PC: I’m glad you picked up on the sense of responsibility that runs through the essay. Nursing is very important in the healing of wounded patients. For the first time in my life, things I did were truly vital, actions that could mean life or death. I wasn’t that young—I turned 24 that year—but it was the first time I had to act like an adult. In the same way, nursing my mother was a maturing event. Her death meant not only that she depended on me, but also that I could no longer depend on her. Again, it was time for another step into maturity, into responsibility.
JH: There are often conflicting emotions with siblings when a parent is ill and you illustrate this well in your story. You also have the added layer of your response to this incident shadowed by your experiences in Vietnam. Do you think your siblings understood how your service in Vietnam affected your reaction to your mother's illness even though it was so many years later?
PC: We were concentrating on helping Mom get through this. I don’t think my extra private pain came into the picture. Actually, I hope it didn’t. I was impressed by my sisters-in-law, who demonstrated their kindness and love so clearly, by my brothers and my sister, who cooperated so well. I think we were all trying to be extra careful, because we knew this was one of those times when misunderstandings arise, and cause pain for years. One more thing to recover from, and we didn’t need that.

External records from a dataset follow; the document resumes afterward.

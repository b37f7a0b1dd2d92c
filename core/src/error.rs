//! Error types for the search service client.
//!
//! # Design
//! `Error` is the single terminal value a call produces. Every variant maps
//! onto one `ErrorKind`, which is what retry decisions and callers branch on;
//! the `Display` strings are derived from structured fields and are not meant
//! to be parsed.
//!
//! `ApiError` is the service's own `{status, error}` envelope paired with the
//! HTTP status it arrived with. Its formatted form is
//! `"{status}: {message} (HTTP {http_status})"`.

use std::fmt;
use std::io;

use crate::envelope::is_retriable_status;
use crate::http::TransportError;

pub type Result<T> = std::result::Result<T, Error>;

/// Failure reported by the service through its response envelope.
#[derive(Debug, Clone, PartialEq, Eq)]
pub struct ApiError {
    /// Envelope `status` field; `None` when the service omitted it.
    pub status: Option<String>,
    /// Envelope `error` field, empty when absent.
    pub message: String,
    pub http_status: u16,
}

impl ApiError {
    pub fn is_retriable(&self) -> bool {
        is_retriable_status(self.http_status)
    }
}

impl fmt::Display for ApiError {
    fn fmt(&self, f: &mut fmt::Formatter<'_>) -> fmt::Result {
        write!(
            f,
            "{}: {} (HTTP {})",
            self.status.as_deref().unwrap_or(""),
            self.message,
            self.http_status
        )
    }
}

impl std::error::Error for ApiError {}

/// Coarse classification of an `Error`.
#[derive(Debug, Clone, Copy, PartialEq, Eq)]
pub enum ErrorKind {
    /// No HTTP response was obtained.
    Transport,
    /// The service answered with a status worth retrying.
    RetriableApi,
    /// The service answered with a status that will not change on retry.
    PermanentApi,
    /// A response body could not be decompressed or parsed.
    Decode,
    /// Rejected locally before any request was sent.
    Validation,
    /// The call context was cancelled or its deadline elapsed.
    Cancelled,
}

/// Errors returned by `Client` operations.
#[derive(Debug, thiserror::Error)]
pub enum Error {
    #[error("transport failure: {0}")]
    Transport(#[source] TransportError),

    #[error("{0}")]
    Api(ApiError),

    /// The error body of a failed response was not a valid envelope.
    #[error("failed to decode api error: {source} (raw response: {raw_body}, status code: {http_status})")]
    Decode {
        http_status: u16,
        raw_body: String,
        #[source]
        source: serde_json::Error,
    },

    /// A successful response carried a payload of the wrong shape.
    #[error("failed to decode response: {source} (raw response: {raw_body}, status code: {http_status})")]
    Deserialization {
        http_status: u16,
        raw_body: String,
        #[source]
        source: serde_json::Error,
    },

    #[error("failed to decompress response body (status code: {http_status}): {source}")]
    Decompression {
        http_status: u16,
        #[source]
        source: io::Error,
    },

    #[error("failed to marshal request: {0}")]
    Serialization(#[source] serde_json::Error),

    #[error("failed to compress request body: {0}")]
    Compression(#[source] io::Error),

    #[error("invalid request: {0}")]
    Validation(String),

    #[error("operation cancelled")]
    Cancelled,

    #[error("deadline exceeded")]
    DeadlineExceeded,

    /// A lower-level error annotated with the operation that produced it.
    #[error("failed to {operation}: {source}")]
    Context {
        operation: &'static str,
        #[source]
        source: Box<Error>,
    },
}

impl Error {
    pub fn kind(&self) -> ErrorKind {
        match self {
            Error::Transport(_) => ErrorKind::Transport,
            Error::Api(api) if api.is_retriable() => ErrorKind::RetriableApi,
            Error::Api(_) => ErrorKind::PermanentApi,
            Error::Decode { .. } | Error::Deserialization { .. } | Error::Decompression { .. } => {
                ErrorKind::Decode
            }
            Error::Serialization(_) | Error::Compression(_) | Error::Validation(_) => {
                ErrorKind::Validation
            }
            Error::Cancelled | Error::DeadlineExceeded => ErrorKind::Cancelled,
            Error::Context { source, .. } => source.kind(),
        }
    }

    /// Whether another attempt could plausibly succeed.
    pub fn is_retriable(&self) -> bool {
        matches!(self.kind(), ErrorKind::Transport | ErrorKind::RetriableApi)
    }

    /// The envelope error, looking through any operation context.
    pub fn api_error(&self) -> Option<&ApiError> {
        match self {
            Error::Api(api) => Some(api),
            Error::Context { source, .. } => source.api_error(),
            _ => None,
        }
    }

    /// The HTTP status associated with this error, when a response was received.
    pub fn http_status(&self) -> Option<u16> {
        match self {
            Error::Api(api) => Some(api.http_status),
            Error::Decode { http_status, .. }
            | Error::Deserialization { http_status, .. }
            | Error::Decompression { http_status, .. } => Some(*http_status),
            Error::Context { source, .. } => source.http_status(),
            _ => None,
        }
    }

    pub(crate) fn context(self, operation: &'static str) -> Self {
        Error::Context {
            operation,
            source: Box::new(self),
        }
    }
}

impl From<ApiError> for Error {
    fn from(err: ApiError) -> Self {
        Error::Api(err)
    }
}

impl From<TransportError> for Error {
    fn from(err: TransportError) -> Self {
        Error::Transport(err)
    }
}

/// Extension for annotating results with the failing operation.
pub(crate) trait ResultExt<T> {
    fn context(self, operation: &'static str) -> Result<T>;
}

impl<T> ResultExt<T> for Result<T> {
    fn context(self, operation: &'static str) -> Result<T> {
        self.map_err(|e| e.context(operation))
    }
}

#[cfg(test)]
mod tests {
    use super::*;

    fn api(status: Option<&str>, message: &str, http_status: u16) -> ApiError {
        ApiError {
            status: status.map(str::to_string),
            message: message.to_string(),
            http_status,
        }
    }

    #[test]
    fn api_error_display_matches_wire_identity() {
        let err = api(Some("error"), "bad filter", 400);
        assert_eq!(err.to_string(), "error: bad filter (HTTP 400)");
    }

    #[test]
    fn api_error_display_with_missing_status() {
        let err = api(None, "boom", 500);
        assert_eq!(err.to_string(), ": boom (HTTP 500)");
    }

    #[test]
    fn api_errors_classify_by_http_status() {
        assert_eq!(Error::from(api(Some("error"), "x", 503)).kind(), ErrorKind::RetriableApi);
        assert_eq!(Error::from(api(Some("error"), "x", 429)).kind(), ErrorKind::RetriableApi);
        assert_eq!(Error::from(api(Some("error"), "x", 404)).kind(), ErrorKind::PermanentApi);
        assert_eq!(Error::from(api(Some("error"), "x", 200)).kind(), ErrorKind::PermanentApi);
    }

    #[test]
    fn context_preserves_kind_and_status() {
        let err = Error::from(api(Some("error"), "slow down", 429)).context("list namespaces");
        assert_eq!(err.kind(), ErrorKind::RetriableApi);
        assert_eq!(err.http_status(), Some(429));
        assert_eq!(
            err.to_string(),
            "failed to list namespaces: error: slow down (HTTP 429)"
        );
        assert_eq!(err.api_error().map(|a| a.message.as_str()), Some("slow down"));
    }

    #[test]
    fn local_failures_are_not_retriable() {
        assert!(!Error::Validation("nope".to_string()).is_retriable());
        assert!(!Error::Cancelled.is_retriable());
        assert_eq!(Error::DeadlineExceeded.kind(), ErrorKind::Cancelled);
    }

    #[test]
    fn transport_failures_are_retriable() {
        let err = Error::from(TransportError::new("connection refused"));
        assert_eq!(err.kind(), ErrorKind::Transport);
        assert!(err.is_retriable());
        assert_eq!(err.to_string(), "transport failure: connection refused");
    }
}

JH: Sometimes we feel that we are able to handle trauma with a certain sense of detachment because of experiences we have had. For instance, someone with medical training could be considered somewhat of an expert and is expected to handle a personal trauma more easily. Your story illustrates that our experiences don't always give us a strong foundation for dealing with trauma in our own lives. Can you describe how personal trauma affects you as a writer?
PC: I’ll make one of those blanket statements, which is almost entirely true. Personal trauma is the only reason I write—to express a pain that readers can understand and recognize in their own lives. This is true even of my humor pieces. Yes, I write humor, too. It’s harder than a straight narrative. But even in a funny piece, my account of frustration with bureaucrats or my garden is ultimately based on some kind of pain.
JH: Do you have any other stories, publications or websites that you would like to share with our readers?
PC: Some years ago, I published a piece on the very different circumstances of my younger brother’s death. You can find “The Mayor of Gardenville.” at www.conteonline.net. For the funny stuff, go to www.fonsandporter.com for “Laments of a Quilter’s husband.”
JH: Patrick, thank you for sharing your story with our readers. We were delighted to have you as part of our winter issue and we especially thank you for sharing such personal thoughts and feelings about your essay. Just one final question: could you share with our readers what recovery means to you?
PC: I’ve had a lot of opportunities to recover. I handled some of them better than others. I’ve been sober for twenty-six years now. I was able to stop smoking. I don’t get a sinking feeling when I hear a helicopter any more. Most of all, I’m able to use traumatic experiences to make a kind of art. That helps a lot in my recovery. Thanks again for publishing my essay, and for giving me the opportunity to talk about it.